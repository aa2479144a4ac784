//! Wire protocol shared by the discovery and transfer planes.
//!
//! Every message, whether a UDP heartbeat datagram or TCP transfer traffic,
//! is a 32-bit big-endian length prefix followed by a JSON object with a
//! `type` discriminator. See [`messages`] for the taxonomy and [`wire`] for
//! the framing.

pub mod messages;
pub mod wire;

pub use messages::Message;
pub use wire::{decode_frame, encode_frame, read_frame, write_frame};

/// File body slice size before base64 encoding (64 KiB).
pub const CHUNK_BYTES: usize = 64 * 1024;

/// Upper bound for a single frame's JSON payload (1 MiB).
///
/// A full chunk expands to ~87 KiB of base64 inside JSON; anything near the
/// cap is a corrupt or hostile length prefix.
pub const MAX_FRAME_LEN: usize = 1024 * 1024;

/// Errors produced while encoding or decoding wire frames.
#[derive(Debug, thiserror::Error)]
pub enum ProtocolError {
    #[error("I/O error: {0}")]
    Io(#[from] std::io::Error),

    #[error("JSON error: {0}")]
    Json(#[from] serde_json::Error),

    #[error("frame length {0} exceeds maximum {MAX_FRAME_LEN}")]
    FrameTooLarge(usize),

    #[error("incomplete frame")]
    NeedMore,
}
----
**Directions for this task**:
Write each entry out again, exactly as it reads above.

**Response**:
repository aa2479144a4ac784
//! Wire protocol shared by the discovery and transfer planes.
//!
//! Every message, whether a UDP heartbeat datagram or TCP transfer traffic,
//! is a 32-bit big-endian length prefix followed by a JSON object with a
//! `type` discriminator. See [`messages`] for the taxonomy and [`wire`] for
//! the framing.

pub mod messages;
pub mod wire;

pub use messages::Message;
pub use wire::{decode_frame, encode_frame, read_frame, write_frame};

/// File body slice size before base64 encoding (64 KiB).
pub const CHUNK_BYTES: usize = 64 * 1024;

/// Upper bound for a single frame's JSON payload (1 MiB).
///
/// A full chunk expands to ~87 KiB of base64 inside JSON; anything near the
/// cap is a corrupt or hostile length prefix.
pub const MAX_FRAME_LEN: usize = 1024 * 1024;

/// Errors produced while encoding or decoding wire frames.
#[derive(Debug, thiserror::Error)]
pub enum ProtocolError {
    #[error("I/O error: {0}")]
    Io(#[from] std::io::Error),

    #[error("JSON error: {0}")]
    Json(#[from] serde_json::Error),

    #[error("frame length {0} exceeds maximum {MAX_FRAME_LEN}")]
    FrameTooLarge(usize),

    #[error("incomplete frame")]
    NeedMore,
}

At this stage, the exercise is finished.